Aim of the exercise. Nothing but an exact repetition of the entries should appear in the answer.

Supplied data.
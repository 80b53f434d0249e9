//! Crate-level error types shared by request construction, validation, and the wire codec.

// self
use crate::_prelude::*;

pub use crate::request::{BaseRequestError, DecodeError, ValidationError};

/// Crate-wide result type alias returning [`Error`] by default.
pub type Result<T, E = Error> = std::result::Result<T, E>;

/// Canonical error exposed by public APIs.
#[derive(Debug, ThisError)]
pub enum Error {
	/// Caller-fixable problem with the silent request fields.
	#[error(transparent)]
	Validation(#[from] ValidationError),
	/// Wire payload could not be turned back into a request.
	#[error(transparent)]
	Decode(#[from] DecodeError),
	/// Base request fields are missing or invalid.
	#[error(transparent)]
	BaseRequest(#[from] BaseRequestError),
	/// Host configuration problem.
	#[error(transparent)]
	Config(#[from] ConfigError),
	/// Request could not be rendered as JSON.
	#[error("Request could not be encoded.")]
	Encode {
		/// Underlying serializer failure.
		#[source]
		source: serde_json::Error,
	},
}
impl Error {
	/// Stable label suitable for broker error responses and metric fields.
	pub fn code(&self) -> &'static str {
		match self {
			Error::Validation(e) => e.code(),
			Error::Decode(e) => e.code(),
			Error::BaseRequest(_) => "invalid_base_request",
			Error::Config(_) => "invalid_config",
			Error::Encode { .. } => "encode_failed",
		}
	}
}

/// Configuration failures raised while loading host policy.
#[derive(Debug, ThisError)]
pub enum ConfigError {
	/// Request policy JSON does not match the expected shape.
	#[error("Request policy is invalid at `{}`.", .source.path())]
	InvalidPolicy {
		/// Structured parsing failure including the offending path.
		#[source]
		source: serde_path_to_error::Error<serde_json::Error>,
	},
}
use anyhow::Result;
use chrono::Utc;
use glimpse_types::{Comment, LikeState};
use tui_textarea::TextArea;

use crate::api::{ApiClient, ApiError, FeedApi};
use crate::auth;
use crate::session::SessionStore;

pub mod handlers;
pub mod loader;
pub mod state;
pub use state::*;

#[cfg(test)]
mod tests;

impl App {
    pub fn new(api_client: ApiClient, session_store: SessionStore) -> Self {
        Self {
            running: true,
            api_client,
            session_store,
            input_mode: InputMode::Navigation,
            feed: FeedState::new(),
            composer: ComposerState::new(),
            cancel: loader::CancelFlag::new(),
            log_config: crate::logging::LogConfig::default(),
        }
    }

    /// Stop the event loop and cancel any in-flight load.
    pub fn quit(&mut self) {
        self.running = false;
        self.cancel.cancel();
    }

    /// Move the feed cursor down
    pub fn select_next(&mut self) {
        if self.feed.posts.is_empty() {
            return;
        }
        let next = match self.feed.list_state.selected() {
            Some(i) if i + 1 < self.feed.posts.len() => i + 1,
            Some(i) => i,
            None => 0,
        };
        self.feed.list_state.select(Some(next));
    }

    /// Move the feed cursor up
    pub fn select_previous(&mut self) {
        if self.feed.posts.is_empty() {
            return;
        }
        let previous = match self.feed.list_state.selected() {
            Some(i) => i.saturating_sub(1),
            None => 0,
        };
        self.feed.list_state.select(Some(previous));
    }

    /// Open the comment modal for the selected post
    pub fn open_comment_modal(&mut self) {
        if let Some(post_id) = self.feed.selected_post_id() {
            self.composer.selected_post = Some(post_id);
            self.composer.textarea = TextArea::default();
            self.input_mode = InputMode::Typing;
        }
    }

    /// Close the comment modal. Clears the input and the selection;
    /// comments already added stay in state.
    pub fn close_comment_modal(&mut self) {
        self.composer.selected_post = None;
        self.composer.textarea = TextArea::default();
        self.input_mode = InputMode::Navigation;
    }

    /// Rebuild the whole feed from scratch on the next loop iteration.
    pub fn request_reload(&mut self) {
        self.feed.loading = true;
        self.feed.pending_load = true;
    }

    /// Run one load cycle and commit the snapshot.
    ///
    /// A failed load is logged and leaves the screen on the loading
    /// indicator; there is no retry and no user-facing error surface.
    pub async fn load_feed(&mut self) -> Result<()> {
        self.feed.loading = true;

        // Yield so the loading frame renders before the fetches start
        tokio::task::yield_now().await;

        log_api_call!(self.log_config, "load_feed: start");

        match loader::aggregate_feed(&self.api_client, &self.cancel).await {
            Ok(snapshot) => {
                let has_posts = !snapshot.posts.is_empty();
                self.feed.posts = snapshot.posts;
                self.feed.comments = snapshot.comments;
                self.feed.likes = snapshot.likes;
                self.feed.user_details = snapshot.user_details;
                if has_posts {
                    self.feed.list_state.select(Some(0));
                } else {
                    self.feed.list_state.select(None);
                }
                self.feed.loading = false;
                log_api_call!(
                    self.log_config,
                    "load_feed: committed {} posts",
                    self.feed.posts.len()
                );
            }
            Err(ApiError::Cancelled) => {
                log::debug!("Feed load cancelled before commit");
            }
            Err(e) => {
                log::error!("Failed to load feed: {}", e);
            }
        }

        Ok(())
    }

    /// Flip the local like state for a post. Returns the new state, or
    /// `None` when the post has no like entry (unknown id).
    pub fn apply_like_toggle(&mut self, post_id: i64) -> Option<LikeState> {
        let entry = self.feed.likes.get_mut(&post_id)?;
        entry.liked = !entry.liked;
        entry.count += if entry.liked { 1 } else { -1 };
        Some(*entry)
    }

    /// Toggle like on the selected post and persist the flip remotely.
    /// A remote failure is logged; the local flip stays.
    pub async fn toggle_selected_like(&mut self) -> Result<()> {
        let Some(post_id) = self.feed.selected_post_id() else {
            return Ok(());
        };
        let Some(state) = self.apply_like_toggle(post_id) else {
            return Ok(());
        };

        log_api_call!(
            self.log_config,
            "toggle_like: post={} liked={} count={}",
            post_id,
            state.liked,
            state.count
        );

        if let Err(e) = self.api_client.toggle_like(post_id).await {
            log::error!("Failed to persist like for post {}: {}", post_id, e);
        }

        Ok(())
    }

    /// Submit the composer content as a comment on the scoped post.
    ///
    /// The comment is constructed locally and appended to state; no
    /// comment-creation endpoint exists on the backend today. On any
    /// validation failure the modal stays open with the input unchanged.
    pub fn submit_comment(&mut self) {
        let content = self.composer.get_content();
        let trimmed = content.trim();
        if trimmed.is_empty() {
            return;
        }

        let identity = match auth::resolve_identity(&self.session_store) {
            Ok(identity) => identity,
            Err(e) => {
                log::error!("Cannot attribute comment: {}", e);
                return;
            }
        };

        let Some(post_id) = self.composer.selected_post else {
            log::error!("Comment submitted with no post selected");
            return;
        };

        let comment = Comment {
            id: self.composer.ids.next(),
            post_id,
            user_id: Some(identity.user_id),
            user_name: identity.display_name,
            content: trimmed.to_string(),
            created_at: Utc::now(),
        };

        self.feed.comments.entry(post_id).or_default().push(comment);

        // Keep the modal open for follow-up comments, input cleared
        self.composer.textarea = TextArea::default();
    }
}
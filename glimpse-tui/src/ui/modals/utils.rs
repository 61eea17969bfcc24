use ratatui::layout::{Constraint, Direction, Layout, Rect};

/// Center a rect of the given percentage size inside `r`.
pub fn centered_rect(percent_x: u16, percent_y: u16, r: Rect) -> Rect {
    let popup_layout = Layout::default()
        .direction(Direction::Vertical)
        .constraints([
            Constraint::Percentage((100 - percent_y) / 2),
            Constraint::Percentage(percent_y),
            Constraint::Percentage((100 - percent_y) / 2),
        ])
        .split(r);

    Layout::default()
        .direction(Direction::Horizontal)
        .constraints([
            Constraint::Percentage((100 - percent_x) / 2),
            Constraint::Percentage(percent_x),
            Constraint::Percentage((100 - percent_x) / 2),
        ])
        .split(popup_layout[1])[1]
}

Written solution.
repository 80b53f434d0249e9
//! Crate-level error types shared by request construction, validation, and the wire codec.

// self
use crate::_prelude::*;

pub use crate::request::{BaseRequestError, DecodeError, ValidationError};

/// Crate-wide result type alias returning [`Error`] by default.
pub type Result<T, E = Error> = std::result::Result<T, E>;

/// Canonical error exposed by public APIs.
#[derive(Debug, ThisError)]
pub enum Error {
	/// Caller-fixable problem with the silent request fields.
	#[error(transparent)]
	Validation(#[from] ValidationError),
	/// Wire payload could not be turned back into a request.
	#[error(transparent)]
	Decode(#[from] DecodeError),
	/// Base request fields are missing or invalid.
	#[error(transparent)]
	BaseRequest(#[from] BaseRequestError),
	/// Host configuration problem.
	#[error(transparent)]
	Config(#[from] ConfigError),
	/// Request could not be rendered as JSON.
	#[error("Request could not be encoded.")]
	Encode {
		/// Underlying serializer failure.
		#[source]
		source: serde_json::Error,
	},
}
impl Error {
	/// Stable label suitable for broker error responses and metric fields.
	pub fn code(&self) -> &'static str {
		match self {
			Error::Validation(e) => e.code(),
			Error::Decode(e) => e.code(),
			Error::BaseRequest(_) => "invalid_base_request",
			Error::Config(_) => "invalid_config",
			Error::Encode { .. } => "encode_failed",
		}
	}
}

/// Configuration failures raised while loading host policy.
#[derive(Debug, ThisError)]
pub enum ConfigError {
	/// Request policy JSON does not match the expected shape.
	#[error("Request policy is invalid at `{}`.", .source.path())]
	InvalidPolicy {
		/// Structured parsing failure including the offending path.
		#[source]
		source: serde_path_to_error::Error<serde_json::Error>,
	},
}
use anyhow::Result;
use chrono::Utc;
use glimpse_types::{Comment, LikeState};
use tui_textarea::TextArea;

use crate::api::{ApiClient, ApiError, FeedApi};
use crate::auth;
use crate::session::SessionStore;

pub mod handlers;
pub mod loader;
pub mod state;
pub use state::*;

#[cfg(test)]
mod tests;

impl App {
    pub fn new(api_client: ApiClient, session_store: SessionStore) -> Self {
        Self {
            running: true,
            api_client,
            session_store,
            input_mode: InputMode::Navigation,
            feed: FeedState::new(),
            composer: ComposerState::new(),
            cancel: loader::CancelFlag::new(),
            log_config: crate::logging::LogConfig::default(),
        }
    }

    /// Stop the event loop and cancel any in-flight load.
    pub fn quit(&mut self) {
        self.running = false;
        self.cancel.cancel();
    }

    /// Move the feed cursor down
    pub fn select_next(&mut self) {
        if self.feed.posts.is_empty() {
            return;
        }
        let next = match self.feed.list_state.selected() {
            Some(i) if i + 1 < self.feed.posts.len() => i + 1,
            Some(i) => i,
            None => 0,
        };
        self.feed.list_state.select(Some(next));
    }

    /// Move the feed cursor up
    pub fn select_previous(&mut self) {
        if self.feed.posts.is_empty() {
            return;
        }
        let previous = match self.feed.list_state.selected() {
            Some(i) => i.saturating_sub(1),
            None => 0,
        };
        self.feed.list_state.select(Some(previous));
    }

    /// Open the comment modal for the selected post
    pub fn open_comment_modal(&mut self) {
        if let Some(post_id) = self.feed.selected_post_id() {
            self.composer.selected_post = Some(post_id);
            self.composer.textarea = TextArea::default();
            self.input_mode = InputMode::Typing;
        }
    }

    /// Close the comment modal. Clears the input and the selection;
    /// comments already added stay in state.
    pub fn close_comment_modal(&mut self) {
        self.composer.selected_post = None;
        self.composer.textarea = TextArea::default();
        self.input_mode = InputMode::Navigation;
    }

    /// Rebuild the whole feed from scratch on the next loop iteration.
    pub fn request_reload(&mut self) {
        self.feed.loading = true;
        self.feed.pending_load = true;
    }

    /// Run one load cycle and commit the snapshot.
    ///
    /// A failed load is logged and leaves the screen on the loading
    /// indicator; there is no retry and no user-facing error surface.
    pub async fn load_feed(&mut self) -> Result<()> {
        self.feed.loading = true;

        // Yield so the loading frame renders before the fetches start
        tokio::task::yield_now().await;

        log_api_call!(self.log_config, "load_feed: start");

        match loader::aggregate_feed(&self.api_client, &self.cancel).await {
            Ok(snapshot) => {
                let has_posts = !snapshot.posts.is_empty();
                self.feed.posts = snapshot.posts;
                self.feed.comments = snapshot.comments;
                self.feed.likes = snapshot.likes;
                self.feed.user_details = snapshot.user_details;
                if has_posts {
                    self.feed.list_state.select(Some(0));
                } else {
                    self.feed.list_state.select(None);
                }
                self.feed.loading = false;
                log_api_call!(
                    self.log_config,
                    "load_feed: committed {} posts",
                    self.feed.posts.len()
                );
            }
            Err(ApiError::Cancelled) => {
                log::debug!("Feed load cancelled before commit");
            }
            Err(e) => {
                log::error!("Failed to load feed: {}", e);
            }
        }

        Ok(())
    }

    /// Flip the local like state for a post. Returns the new state, or
    /// `None` when the post has no like entry (unknown id).
    pub fn apply_like_toggle(&mut self, post_id: i64) -> Option<LikeState> {
        let entry = self.feed.likes.get_mut(&post_id)?;
        entry.liked = !entry.liked;
        entry.count += if entry.liked { 1 } else { -1 };
        Some(*entry)
    }

    /// Toggle like on the selected post and persist the flip remotely.
    /// A remote failure is logged; the local flip stays.
    pub async fn toggle_selected_like(&mut self) -> Result<()> {
        let Some(post_id) = self.feed.selected_post_id() else {
            return Ok(());
        };
        let Some(state) = self.apply_like_toggle(post_id) else {
            return Ok(());
        };

        log_api_call!(
            self.log_config,
            "toggle_like: post={} liked={} count={}",
            post_id,
            state.liked,
            state.count
        );

        if let Err(e) = self.api_client.toggle_like(post_id).await {
            log::error!("Failed to persist like for post {}: {}", post_id, e);
        }

        Ok(())
    }

    /// Submit the composer content as a comment on the scoped post.
    ///
    /// The comment is constructed locally and appended to state; no
    /// comment-creation endpoint exists on the backend today. On any
    /// validation failure the modal stays open with the input unchanged.
    pub fn submit_comment(&mut self) {
        let content = self.composer.get_content();
        let trimmed = content.trim();
        if trimmed.is_empty() {
            return;
        }

        let identity = match auth::resolve_identity(&self.session_store) {
            Ok(identity) => identity,
            Err(e) => {
                log::error!("Cannot attribute comment: {}", e);
                return;
            }
        };

        let Some(post_id) = self.composer.selected_post else {
            log::error!("Comment submitted with no post selected");
            return;
        };

        let comment = Comment {
            id: self.composer.ids.next(),
            post_id,
            user_id: Some(identity.user_id),
            user_name: identity.display_name,
            content: trimmed.to_string(),
            created_at: Utc::now(),
        };

        self.feed.comments.entry(post_id).or_default().push(comment);

        // Keep the modal open for follow-up comments, input cleared
        self.composer.textarea = TextArea::default();
    }
}
filename glimpse-tui/src/ui/modals/utils.rs
repository 61eea17969bfcc24
use ratatui::layout::{Constraint, Direction, Layout, Rect};

/// Center a rect of the given percentage size inside `r`.
pub fn centered_rect(percent_x: u16, percent_y: u16, r: Rect) -> Rect {
    let popup_layout = Layout::default()
        .direction(Direction::Vertical)
        .constraints([
            Constraint::Percentage((100 - percent_y) / 2),
            Constraint::Percentage(percent_y),
            Constraint::Percentage((100 - percent_y) / 2),
        ])
        .split(r);

    Layout::default()
        .direction(Direction::Horizontal)
        .constraints([
            Constraint::Percentage((100 - percent_x) / 2),
            Constraint::Percentage(percent_x),
            Constraint::Percentage((100 - percent_x) / 2),
        ])
        .split(popup_layout[1])[1]
}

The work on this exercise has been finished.